* **YOUR ASSIGNMENT**:
Transcribe the data that follows precisely, omitting nothing.

· · · · · · ·

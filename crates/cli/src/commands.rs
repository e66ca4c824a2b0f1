use std::path::{Path, PathBuf};

use anyhow::{bail, Context, Result};
use tokens_projector::Projector;
use tokens_protocol::{
    serialize_json_pretty, GenerateSummary, IoFailure, PackageListing, SearchResponse, SyncSummary, TokenHit,
};
use tokens_search::{Category, SearchOptions, TokenQuery};
use tokens_sync::{sort_primitives, SourceSet, SyncEngine};

use crate::config::AppConfig;
use crate::disk::{artifact_jobs, json_jobs, load_store, write_files, LoadedStore};

/// Repository root plus the configuration every command runs with
#[derive(Debug, Clone)]
pub struct Workspace {
    pub root: PathBuf,
    pub config: AppConfig,
}

#[derive(Debug, Clone, Default)]
pub struct SyncRequest {
    /// Design-tool export (JSON object of collections)
    pub source: PathBuf,
    pub dry_run: bool,
    /// Full classified diff, written even on a dry run
    pub diff_out: Option<PathBuf>,
    /// Change manifest for the pull-request tooling
    pub manifest_out: Option<PathBuf>,
}

impl Workspace {
    pub fn new(root: impl Into<PathBuf>, config: AppConfig) -> Self {
        Self {
            root: root.into(),
            config,
        }
    }

    async fn load(&self) -> Result<LoadedStore> {
        load_store(&self.root).await
    }

    fn ensure_package(loaded: &LoadedStore, package: Option<&str>) -> Result<()> {
        match package {
            Some(name) if !loaded.store.contains_package(name) => bail!("Unknown package '{name}'"),
            _ => Ok(()),
        }
    }

    /// Diff the export against the package tree, write touched JSON and
    /// regenerate artifacts of the touched files.
    pub async fn sync(&self, request: &SyncRequest) -> Result<SyncSummary> {
        let text = tokio::fs::read_to_string(&request.source)
            .await
            .with_context(|| format!("Failed to read source export {}", request.source.display()))?;
        let source = SourceSet::from_json(&text)
            .with_context(|| format!("Invalid source export {}", request.source.display()))?;
        let engine = SyncEngine::new(self.config.sync.clone())?;
        let projector = Projector::new(self.config.projector.clone())?;

        let loaded = self.load().await?;
        let outcome = engine.run(&source, &loaded.store);
        let mut summary = outcome.summary(request.dry_run);
        let mut warnings = loaded.warnings;
        warnings.append(&mut summary.warnings);
        summary.warnings = warnings;
        summary.io_errors.extend(loaded.io_errors);

        if request.dry_run {
            log::info!("Dry run, nothing written");
        } else if !outcome.touched.is_empty() {
            let mut jobs = json_jobs(&outcome.store, &outcome.touched);
            let projection = projector.project_files(&outcome.store, &outcome.touched);
            summary
                .warnings
                .extend(projection.failures.iter().map(|(id, err)| format!("{id}: {err}")));
            jobs.extend(artifact_jobs(projection.artifacts));
            let report = write_files(&self.root, jobs).await;
            log::info!("Wrote {} file(s)", report.written.len());
            summary.io_errors.extend(report.failures);
        }

        if let Some(path) = &request.diff_out {
            let content = serialize_json_pretty(&outcome.report)?;
            write_output(path, content, &mut summary.io_errors).await;
        }
        if let Some(path) = &request.manifest_out {
            let content = serialize_json_pretty(&summary.manifest())?;
            write_output(path, content, &mut summary.io_errors).await;
        }
        Ok(summary)
    }

    /// Regenerate artifacts for every file, or for one package
    pub async fn generate(&self, package: Option<&str>) -> Result<GenerateSummary> {
        let projector = Projector::new(self.config.projector.clone())?;
        let loaded = self.load().await?;
        Self::ensure_package(&loaded, package)?;

        let projection = projector.project_store(&loaded.store, package);
        let mut summary = GenerateSummary {
            warnings: loaded.warnings,
            io_errors: loaded.io_errors,
            ..GenerateSummary::default()
        };
        summary
            .warnings
            .extend(projection.failures.iter().map(|(id, err)| format!("{id}: {err}")));
        let report = write_files(&self.root, artifact_jobs(projection.artifacts)).await;
        summary.written = report.written;
        summary.io_errors.extend(report.failures);
        Ok(summary)
    }

    /// Rewrite primitive files whose keys are out of canonical order
    pub async fn sort(&self, package: Option<&str>) -> Result<SyncSummary> {
        let loaded = self.load().await?;
        Self::ensure_package(&loaded, package)?;

        let outcome = sort_primitives(&loaded.store, package);
        let report = write_files(&self.root, json_jobs(&outcome.store, &outcome.touched)).await;
        let mut io_errors = loaded.io_errors;
        io_errors.extend(report.failures);
        Ok(SyncSummary {
            updated_files: report.written,
            warnings: loaded.warnings,
            io_errors,
            ..SyncSummary::default()
        })
    }

    pub async fn query(&self) -> Result<TokenQuery> {
        Ok(TokenQuery::new(self.load().await?.store))
    }

    pub async fn search(&self, query: &str, domain: Option<&str>, limit: usize) -> Result<SearchResponse> {
        let category = domain.map(str::parse::<Category>).transpose()?;
        let options = SearchOptions { category, limit };
        Ok(self.query().await?.search(query, &options)?)
    }

    pub async fn lookup(&self, path: &str) -> Result<TokenHit> {
        Ok(self.query().await?.lookup(path)?)
    }

    pub async fn packages(&self) -> Result<Vec<PackageListing>> {
        Ok(self.query().await?.packages())
    }
}

async fn write_output(path: &Path, content: String, io_errors: &mut Vec<IoFailure>) {
    if let Err(err) = tokio::fs::write(path, content).await {
        log::warn!("Cannot write {}: {err}", path.display());
        io_errors.push(IoFailure {
            path: path.display().to_string(),
            message: err.to_string(),
        });
    }
}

· · · · · · ·

* **SOLVED PROBLEM**:
filename crates/cli/src/commands.rs
repository e66ca4c824a2b0f1
use std::path::{Path, PathBuf};

use anyhow::{bail, Context, Result};
use tokens_projector::Projector;
use tokens_protocol::{
    serialize_json_pretty, GenerateSummary, IoFailure, PackageListing, SearchResponse, SyncSummary, TokenHit,
};
use tokens_search::{Category, SearchOptions, TokenQuery};
use tokens_sync::{sort_primitives, SourceSet, SyncEngine};

use crate::config::AppConfig;
use crate::disk::{artifact_jobs, json_jobs, load_store, write_files, LoadedStore};

/// Repository root plus the configuration every command runs with
#[derive(Debug, Clone)]
pub struct Workspace {
    pub root: PathBuf,
    pub config: AppConfig,
}

#[derive(Debug, Clone, Default)]
pub struct SyncRequest {
    /// Design-tool export (JSON object of collections)
    pub source: PathBuf,
    pub dry_run: bool,
    /// Full classified diff, written even on a dry run
    pub diff_out: Option<PathBuf>,
    /// Change manifest for the pull-request tooling
    pub manifest_out: Option<PathBuf>,
}

impl Workspace {
    pub fn new(root: impl Into<PathBuf>, config: AppConfig) -> Self {
        Self {
            root: root.into(),
            config,
        }
    }

    async fn load(&self) -> Result<LoadedStore> {
        load_store(&self.root).await
    }

    fn ensure_package(loaded: &LoadedStore, package: Option<&str>) -> Result<()> {
        match package {
            Some(name) if !loaded.store.contains_package(name) => bail!("Unknown package '{name}'"),
            _ => Ok(()),
        }
    }

    /// Diff the export against the package tree, write touched JSON and
    /// regenerate artifacts of the touched files.
    pub async fn sync(&self, request: &SyncRequest) -> Result<SyncSummary> {
        let text = tokio::fs::read_to_string(&request.source)
            .await
            .with_context(|| format!("Failed to read source export {}", request.source.display()))?;
        let source = SourceSet::from_json(&text)
            .with_context(|| format!("Invalid source export {}", request.source.display()))?;
        let engine = SyncEngine::new(self.config.sync.clone())?;
        let projector = Projector::new(self.config.projector.clone())?;

        let loaded = self.load().await?;
        let outcome = engine.run(&source, &loaded.store);
        let mut summary = outcome.summary(request.dry_run);
        let mut warnings = loaded.warnings;
        warnings.append(&mut summary.warnings);
        summary.warnings = warnings;
        summary.io_errors.extend(loaded.io_errors);

        if request.dry_run {
            log::info!("Dry run, nothing written");
        } else if !outcome.touched.is_empty() {
            let mut jobs = json_jobs(&outcome.store, &outcome.touched);
            let projection = projector.project_files(&outcome.store, &outcome.touched);
            summary
                .warnings
                .extend(projection.failures.iter().map(|(id, err)| format!("{id}: {err}")));
            jobs.extend(artifact_jobs(projection.artifacts));
            let report = write_files(&self.root, jobs).await;
            log::info!("Wrote {} file(s)", report.written.len());
            summary.io_errors.extend(report.failures);
        }

        if let Some(path) = &request.diff_out {
            let content = serialize_json_pretty(&outcome.report)?;
            write_output(path, content, &mut summary.io_errors).await;
        }
        if let Some(path) = &request.manifest_out {
            let content = serialize_json_pretty(&summary.manifest())?;
            write_output(path, content, &mut summary.io_errors).await;
        }
        Ok(summary)
    }

    /// Regenerate artifacts for every file, or for one package
    pub async fn generate(&self, package: Option<&str>) -> Result<GenerateSummary> {
        let projector = Projector::new(self.config.projector.clone())?;
        let loaded = self.load().await?;
        Self::ensure_package(&loaded, package)?;

        let projection = projector.project_store(&loaded.store, package);
        let mut summary = GenerateSummary {
            warnings: loaded.warnings,
            io_errors: loaded.io_errors,
            ..GenerateSummary::default()
        };
        summary
            .warnings
            .extend(projection.failures.iter().map(|(id, err)| format!("{id}: {err}")));
        let report = write_files(&self.root, artifact_jobs(projection.artifacts)).await;
        summary.written = report.written;
        summary.io_errors.extend(report.failures);
        Ok(summary)
    }

    /// Rewrite primitive files whose keys are out of canonical order
    pub async fn sort(&self, package: Option<&str>) -> Result<SyncSummary> {
        let loaded = self.load().await?;
        Self::ensure_package(&loaded, package)?;

        let outcome = sort_primitives(&loaded.store, package);
        let report = write_files(&self.root, json_jobs(&outcome.store, &outcome.touched)).await;
        let mut io_errors = loaded.io_errors;
        io_errors.extend(report.failures);
        Ok(SyncSummary {
            updated_files: report.written,
            warnings: loaded.warnings,
            io_errors,
            ..SyncSummary::default()
        })
    }

    pub async fn query(&self) -> Result<TokenQuery> {
        Ok(TokenQuery::new(self.load().await?.store))
    }

    pub async fn search(&self, query: &str, domain: Option<&str>, limit: usize) -> Result<SearchResponse> {
        let category = domain.map(str::parse::<Category>).transpose()?;
        let options = SearchOptions { category, limit };
        Ok(self.query().await?.search(query, &options)?)
    }

    pub async fn lookup(&self, path: &str) -> Result<TokenHit> {
        Ok(self.query().await?.lookup(path)?)
    }

    pub async fn packages(&self) -> Result<Vec<PackageListing>> {
        Ok(self.query().await?.packages())
    }
}

async fn write_output(path: &Path, content: String, io_errors: &mut Vec<IoFailure>) {
    if let Err(err) = tokio::fs::write(path, content).await {
        log::warn!("Cannot write {}: {err}", path.display());
        io_errors.push(IoFailure {
            path: path.display().to_string(),
            message: err.to_string(),
        });
    }
}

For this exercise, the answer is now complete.